Francisco Armas, presidente de Asolan

"El Plan Especial de Ordenación Turística es una oportunidad para que entre todos definamos el Lanzarote de mañana"

Francisco Armas, presidente de Asolan.
 

Francisco Armas es la voz autorizada para hablar en nombre de los hoteleros de Lanzarote, a quienes cree que a veces se les "pinta con cuernos y con rabo". Presidente de la Asociación Insular de Empresarios de Hoteles y Apartamentos de Lanzarote (Asolan), es certero a la hora de dar las claves de las preocupaciones del sector: diversificar la oferta, no depender del turismo de sol y playa o remozar los núcleos turísticos más afectados por el paso del tiempo.

Manuel Riveiro
[Lunes, 4 de julio de 2005]

Las últimas estadísticas demuestran una sensible pérdida de turistas. ¿Cuáles son las expectativas para la temporada de verano y lo que resta de año?

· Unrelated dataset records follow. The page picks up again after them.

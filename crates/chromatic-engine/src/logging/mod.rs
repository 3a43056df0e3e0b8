//! Logging utilities.
//!
//! The engine only emits through the `log` facade. This module offers an
//! `env_logger` setup for hosts and tests that have no backend of their own.

mod init;

pub use init::{init_logging, LoggingConfig};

—Sobre el verano tenemos datos objetivos que nos permiten decir que vamos a tener unos niveles de ocupación prácticamente iguales a los del año pasado, incluso un poquito por encima. Consideramos que es la temporada que nos va a salvar el año, en la que vamos a tener los mejores niveles de ocupación. Datos objetivos lo confirman, como que se han reservado más slots u operaciones de vuelos en el aeropuerto de Lanzarote. También los hoteleros asociados a Asolan tienen unos niveles de reserva que permiten colegir que los meses de verano nos van a dar una alegría.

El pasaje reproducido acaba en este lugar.